> **Brief**
Given the entries below, please return each one exactly.

> **Task material**
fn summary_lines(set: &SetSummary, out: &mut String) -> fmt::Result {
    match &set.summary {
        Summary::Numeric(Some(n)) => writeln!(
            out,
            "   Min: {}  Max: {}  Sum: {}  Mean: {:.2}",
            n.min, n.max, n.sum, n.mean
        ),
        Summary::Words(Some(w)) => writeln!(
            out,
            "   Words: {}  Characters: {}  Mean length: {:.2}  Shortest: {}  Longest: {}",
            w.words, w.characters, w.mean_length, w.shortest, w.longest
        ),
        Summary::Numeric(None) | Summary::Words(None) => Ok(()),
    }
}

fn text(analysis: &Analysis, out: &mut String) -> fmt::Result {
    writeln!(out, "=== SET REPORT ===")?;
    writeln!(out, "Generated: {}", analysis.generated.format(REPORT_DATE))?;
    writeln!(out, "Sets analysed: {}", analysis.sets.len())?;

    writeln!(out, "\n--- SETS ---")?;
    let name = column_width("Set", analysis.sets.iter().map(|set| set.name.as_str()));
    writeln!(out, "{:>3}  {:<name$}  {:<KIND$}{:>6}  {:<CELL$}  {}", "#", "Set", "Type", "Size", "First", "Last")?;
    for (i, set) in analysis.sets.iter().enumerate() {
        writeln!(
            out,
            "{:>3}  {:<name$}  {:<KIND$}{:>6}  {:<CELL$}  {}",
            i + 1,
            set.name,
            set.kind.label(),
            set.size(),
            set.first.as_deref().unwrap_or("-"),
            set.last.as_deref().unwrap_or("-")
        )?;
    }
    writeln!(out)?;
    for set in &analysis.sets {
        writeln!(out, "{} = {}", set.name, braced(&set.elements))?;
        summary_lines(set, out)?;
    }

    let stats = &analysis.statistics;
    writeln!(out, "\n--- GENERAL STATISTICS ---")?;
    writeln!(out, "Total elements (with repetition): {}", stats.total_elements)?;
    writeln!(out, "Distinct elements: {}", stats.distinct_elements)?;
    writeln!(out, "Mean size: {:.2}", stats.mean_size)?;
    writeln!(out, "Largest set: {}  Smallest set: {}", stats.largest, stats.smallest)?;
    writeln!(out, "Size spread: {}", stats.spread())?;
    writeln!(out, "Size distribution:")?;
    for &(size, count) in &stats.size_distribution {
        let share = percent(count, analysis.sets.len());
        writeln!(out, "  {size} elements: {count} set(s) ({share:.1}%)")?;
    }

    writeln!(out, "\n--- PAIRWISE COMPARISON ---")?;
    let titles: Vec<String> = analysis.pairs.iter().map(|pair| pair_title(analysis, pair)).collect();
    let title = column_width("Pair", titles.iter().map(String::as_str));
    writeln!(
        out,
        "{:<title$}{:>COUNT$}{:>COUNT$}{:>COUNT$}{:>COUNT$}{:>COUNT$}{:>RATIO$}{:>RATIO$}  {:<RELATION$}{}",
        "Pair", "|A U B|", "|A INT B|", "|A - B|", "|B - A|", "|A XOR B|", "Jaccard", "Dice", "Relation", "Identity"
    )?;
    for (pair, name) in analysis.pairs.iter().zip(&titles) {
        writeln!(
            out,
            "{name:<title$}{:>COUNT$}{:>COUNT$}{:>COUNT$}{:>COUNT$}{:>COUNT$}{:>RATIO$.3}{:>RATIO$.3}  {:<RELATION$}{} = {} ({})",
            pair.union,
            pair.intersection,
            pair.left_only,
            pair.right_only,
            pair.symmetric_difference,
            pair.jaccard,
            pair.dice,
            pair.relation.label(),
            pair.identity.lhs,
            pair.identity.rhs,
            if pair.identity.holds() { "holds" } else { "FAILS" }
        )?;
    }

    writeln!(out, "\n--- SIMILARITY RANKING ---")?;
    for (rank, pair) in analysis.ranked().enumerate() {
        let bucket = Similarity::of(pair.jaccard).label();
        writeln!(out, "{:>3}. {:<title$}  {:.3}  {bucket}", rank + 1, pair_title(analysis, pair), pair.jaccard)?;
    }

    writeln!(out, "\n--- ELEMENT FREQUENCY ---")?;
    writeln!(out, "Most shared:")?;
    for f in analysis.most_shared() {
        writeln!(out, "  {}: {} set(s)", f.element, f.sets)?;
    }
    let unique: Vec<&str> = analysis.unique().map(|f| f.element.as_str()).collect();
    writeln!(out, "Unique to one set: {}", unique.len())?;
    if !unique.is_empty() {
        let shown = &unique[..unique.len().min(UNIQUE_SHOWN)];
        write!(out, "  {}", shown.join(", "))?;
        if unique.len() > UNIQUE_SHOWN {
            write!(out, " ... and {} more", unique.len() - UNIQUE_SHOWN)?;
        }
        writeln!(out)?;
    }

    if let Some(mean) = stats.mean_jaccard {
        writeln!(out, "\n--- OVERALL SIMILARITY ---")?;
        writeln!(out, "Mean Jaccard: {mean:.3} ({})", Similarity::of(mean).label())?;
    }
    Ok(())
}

> **Exercise solution**
fn summary_lines(set: &SetSummary, out: &mut String) -> fmt::Result {
    match &set.summary {
        Summary::Numeric(Some(n)) => writeln!(
            out,
            "   Min: {}  Max: {}  Sum: {}  Mean: {:.2}",
            n.min, n.max, n.sum, n.mean
        ),
        Summary::Words(Some(w)) => writeln!(
            out,
            "   Words: {}  Characters: {}  Mean length: {:.2}  Shortest: {}  Longest: {}",
            w.words, w.characters, w.mean_length, w.shortest, w.longest
        ),
        Summary::Numeric(None) | Summary::Words(None) => Ok(()),
    }
}

fn text(analysis: &Analysis, out: &mut String) -> fmt::Result {
    writeln!(out, "=== SET REPORT ===")?;
    writeln!(out, "Generated: {}", analysis.generated.format(REPORT_DATE))?;
    writeln!(out, "Sets analysed: {}", analysis.sets.len())?;

    writeln!(out, "\n--- SETS ---")?;
    let name = column_width("Set", analysis.sets.iter().map(|set| set.name.as_str()));
    writeln!(out, "{:>3}  {:<name$}  {:<KIND$}{:>6}  {:<CELL$}  {}", "#", "Set", "Type", "Size", "First", "Last")?;
    for (i, set) in analysis.sets.iter().enumerate() {
        writeln!(
            out,
            "{:>3}  {:<name$}  {:<KIND$}{:>6}  {:<CELL$}  {}",
            i + 1,
            set.name,
            set.kind.label(),
            set.size(),
            set.first.as_deref().unwrap_or("-"),
            set.last.as_deref().unwrap_or("-")
        )?;
    }
    writeln!(out)?;
    for set in &analysis.sets {
        writeln!(out, "{} = {}", set.name, braced(&set.elements))?;
        summary_lines(set, out)?;
    }

    let stats = &analysis.statistics;
    writeln!(out, "\n--- GENERAL STATISTICS ---")?;
    writeln!(out, "Total elements (with repetition): {}", stats.total_elements)?;
    writeln!(out, "Distinct elements: {}", stats.distinct_elements)?;
    writeln!(out, "Mean size: {:.2}", stats.mean_size)?;
    writeln!(out, "Largest set: {}  Smallest set: {}", stats.largest, stats.smallest)?;
    writeln!(out, "Size spread: {}", stats.spread())?;
    writeln!(out, "Size distribution:")?;
    for &(size, count) in &stats.size_distribution {
        let share = percent(count, analysis.sets.len());
        writeln!(out, "  {size} elements: {count} set(s) ({share:.1}%)")?;
    }

    writeln!(out, "\n--- PAIRWISE COMPARISON ---")?;
    let titles: Vec<String> = analysis.pairs.iter().map(|pair| pair_title(analysis, pair)).collect();
    let title = column_width("Pair", titles.iter().map(String::as_str));
    writeln!(
        out,
        "{:<title$}{:>COUNT$}{:>COUNT$}{:>COUNT$}{:>COUNT$}{:>COUNT$}{:>RATIO$}{:>RATIO$}  {:<RELATION$}{}",
        "Pair", "|A U B|", "|A INT B|", "|A - B|", "|B - A|", "|A XOR B|", "Jaccard", "Dice", "Relation", "Identity"
    )?;
    for (pair, name) in analysis.pairs.iter().zip(&titles) {
        writeln!(
            out,
            "{name:<title$}{:>COUNT$}{:>COUNT$}{:>COUNT$}{:>COUNT$}{:>COUNT$}{:>RATIO$.3}{:>RATIO$.3}  {:<RELATION$}{} = {} ({})",
            pair.union,
            pair.intersection,
            pair.left_only,
            pair.right_only,
            pair.symmetric_difference,
            pair.jaccard,
            pair.dice,
            pair.relation.label(),
            pair.identity.lhs,
            pair.identity.rhs,
            if pair.identity.holds() { "holds" } else { "FAILS" }
        )?;
    }

    writeln!(out, "\n--- SIMILARITY RANKING ---")?;
    for (rank, pair) in analysis.ranked().enumerate() {
        let bucket = Similarity::of(pair.jaccard).label();
        writeln!(out, "{:>3}. {:<title$}  {:.3}  {bucket}", rank + 1, pair_title(analysis, pair), pair.jaccard)?;
    }

    writeln!(out, "\n--- ELEMENT FREQUENCY ---")?;
    writeln!(out, "Most shared:")?;
    for f in analysis.most_shared() {
        writeln!(out, "  {}: {} set(s)", f.element, f.sets)?;
    }
    let unique: Vec<&str> = analysis.unique().map(|f| f.element.as_str()).collect();
    writeln!(out, "Unique to one set: {}", unique.len())?;
    if !unique.is_empty() {
        let shown = &unique[..unique.len().min(UNIQUE_SHOWN)];
        write!(out, "  {}", shown.join(", "))?;
        if unique.len() > UNIQUE_SHOWN {
            write!(out, " ... and {} more", unique.len() - UNIQUE_SHOWN)?;
        }
        writeln!(out)?;
    }

    if let Some(mean) = stats.mean_jaccard {
        writeln!(out, "\n--- OVERALL SIMILARITY ---")?;
        writeln!(out, "Mean Jaccard: {mean:.3} ({})", Similarity::of(mean).label())?;
    }
    Ok(())
}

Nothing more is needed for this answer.